Results: Fasting acyl ghrelin concentrations, and postprandial acyl and des-acyl ghrelin concentrations increased in PLA during energy deficit then returned to PRE-ED values by EOS, but did not change in TEST (phase-by-group, P < 0.05). Correlations between changes in free testosterone and changes in fasting acyl ghrelin concentrations during energy deficit (ρ = -0.42, P = 0.003) and body mass recovery (ρ = -0.38; P = 0.01) were not mediated by changes in body mass or body composition. Transient increases in appetite during energy deficit were not affected by testosterone treatment.

Conclusions: Testosterone supplementation during short-term, severe energy deficit in healthy men prevents deficit-induced increases in circulating ghrelin without blunting concomitant increases in appetite.

Clinical trials registration: www.clinicaltrials.gov NCT02734238 (registered 12 April 2016).

Keywords: androgen; hypogonadism; hypothalamic-pituitary-gonadal axis; military; weight cycling.

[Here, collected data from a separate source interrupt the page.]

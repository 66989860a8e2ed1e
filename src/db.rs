//! Database module - PostgreSQL connection and migrations

use sqlx::{postgres::PgPoolOptions, PgPool};

/// Create database connection pool
pub async fn create_pool(database_url: &str) -> Result<PgPool, sqlx::Error> {
    PgPoolOptions::new()
        .max_connections(10)
        .connect(database_url)
        .await
}

/// Run database migrations
pub async fn run_migrations(pool: &PgPool) -> Result<(), sqlx::Error> {
    // Multiple statements need the simple query protocol
    sqlx::raw_sql(SCHEMA_SQL)
        .execute(pool)
        .await?;

    tracing::info!("Database schema applied successfully");
    Ok(())
}

/// Database schema SQL
const SCHEMA_SQL: &str = r#"
-- Prediction log (append-only)
CREATE TABLE IF NOT EXISTS model_predictions (
    id BIGSERIAL PRIMARY KEY,
    model_name VARCHAR(100) NOT NULL,
    model_version VARCHAR(50) NOT NULL,
    input_payload JSONB NOT NULL,
    prediction BOOLEAN NOT NULL,
    prediction_probability DOUBLE PRECISION NOT NULL,
    prediction_entropy DOUBLE PRECISION NOT NULL,
    created_at TIMESTAMPTZ NOT NULL DEFAULT NOW()
);

-- Behavior snapshots; BASELINE rows are written out-of-band
CREATE TABLE IF NOT EXISTS model_behavior_stats (
    id BIGSERIAL PRIMARY KEY,
    model_name VARCHAR(100) NOT NULL,
    window_type VARCHAR(20) NOT NULL CHECK (window_type IN ('BASELINE', 'RECENT')),
    mean_probability DOUBLE PRECISION NOT NULL,
    std_probability DOUBLE PRECISION NOT NULL,
    high_risk_ratio DOUBLE PRECISION NOT NULL,
    created_at TIMESTAMPTZ NOT NULL DEFAULT NOW()
);

-- Confidence alerts (per prediction)
CREATE TABLE IF NOT EXISTS model_alerts (
    id BIGSERIAL PRIMARY KEY,
    model_name VARCHAR(100) NOT NULL,
    alert_type VARCHAR(50) NOT NULL,
    probability DOUBLE PRECISION NOT NULL,
    entropy DOUBLE PRECISION NOT NULL,
    created_at TIMESTAMPTZ NOT NULL DEFAULT NOW()
);

-- Behavior alerts (per window, both snapshots kept for audit)
CREATE TABLE IF NOT EXISTS model_behavior_alerts (
    id BIGSERIAL PRIMARY KEY,
    model_name VARCHAR(100) NOT NULL,
    alert_type VARCHAR(50) NOT NULL,
    baseline_mean DOUBLE PRECISION NOT NULL,
    baseline_std DOUBLE PRECISION NOT NULL,
    baseline_high_risk_ratio DOUBLE PRECISION NOT NULL,
    recent_mean DOUBLE PRECISION NOT NULL,
    recent_std DOUBLE PRECISION NOT NULL,
    recent_high_risk_ratio DOUBLE PRECISION NOT NULL,
    created_at TIMESTAMPTZ NOT NULL DEFAULT NOW()
);

-- Indexes
CREATE INDEX IF NOT EXISTS idx_predictions_model_created ON model_predictions(model_name, created_at DESC);
CREATE INDEX IF NOT EXISTS idx_behavior_stats_lookup ON model_behavior_stats(model_name, window_type, created_at DESC);
CREATE INDEX IF NOT EXISTS idx_alerts_model_created ON model_alerts(model_name, created_at DESC);
CREATE INDEX IF NOT EXISTS idx_behavior_alerts_model_created ON model_behavior_alerts(model_name, created_at DESC);
"#;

Published by Oxford University Press on behalf of the Endocrine Society 2020.

Figures

Figure 1.

Study design. Appetite and ghrelin measurements were included as secondary outcomes in the Optimizing Performance for Soldiers study [43, 44]. On study days 7, 43, and EOS + 1, appetite ratings and fasted blood samples were collected 15 minutes before a standardized breakfast, and every 30–60 minutes after starting breakfast for 180 minutes. Appetite was also measured by energy intake during a lunch meal consumed ad libitum (185 minutes). Blood samples were collected to measure fasting insulin, fasting leptin, and fasting and postprandial glucose, acyl ghrelin, and des-acyl ghrelin. EOS, end of study.

Figure 2.

Testosterone supplementation alters postprandial ghrelin responses during energy deficit. Fasting and postprandial acyl ghrelin (A-C), des-acyl ghrelin (D-F), total ghrelin (G-I), and the acyl ghrelin/des-acyl ghrelin ratio (J-L) measured during a standardized meal challenge (0–180 minutes) administered before (PRE; study day 7) and after (POST; study day 43) severe energy deficit (ED), and 1 day after body mass recovery (EOS). (A-B, D-E, G-H, J-K) Individual data points are mean ± SEM. (C, F, I, L) Boxes span 25th to 75th percentile with the median value represented by a solid line inside the box. Whiskers extend to minimum and maximum values or to 1.5 times the interquartile range if any values outside that range (represented by circles). Main effects of group, study phase, and their interaction on area under the postprandial response curve (AUC) analyzed by linear mixed models with Bonferroni corrections. (C, F, I) Group-by-phase interaction, P < 0.05. (L) Main effect of group, P = 0.05. (C, F, I, L) * P ≤ 0.05; **P ≤ 0.01; ***P ≤ 0.001. PLA, placebo treatment group; TEST, testosterone treatment group.

Figure 3.

Testosterone supplementation does not affect appetite during energy deficit. Fasting and postprandial fullness (A-C), hunger (D-F), prospective consumption (Pro. Consumption, G-I), and desire to eat (J-L) measured during a standardized breakfast (0–180 minutes) followed by an ad libitum lunch meal (served at 185 minutes) administered before (PRE; study day 7) and after (POST; study day 43) severe energy deficit (ED), and one day after body mass recovery (EOS). (A-B, D-E, G-H, J-K) Individual data points are mean ± SEM. (C, F, I, L) Boxes span 25th to 75th percentile with the median value represented by a solid line inside the box. Whiskers extend to minimum and maximum values or to 1.5 times the interquartile range if any values outside that range (represented by circles). Main effects of group, study phase, and their interaction on area under the postprandial response curve (AUC) analyzed by linear mixed models with Bonferroni corrections. (C, F, I, L) Main effect of phase, P < 0.05. *P ≤ 0.05; **P ≤ 0.01; ***P ≤ 0.001. PLA, placebo treatment group; TEST, testosterone treatment group.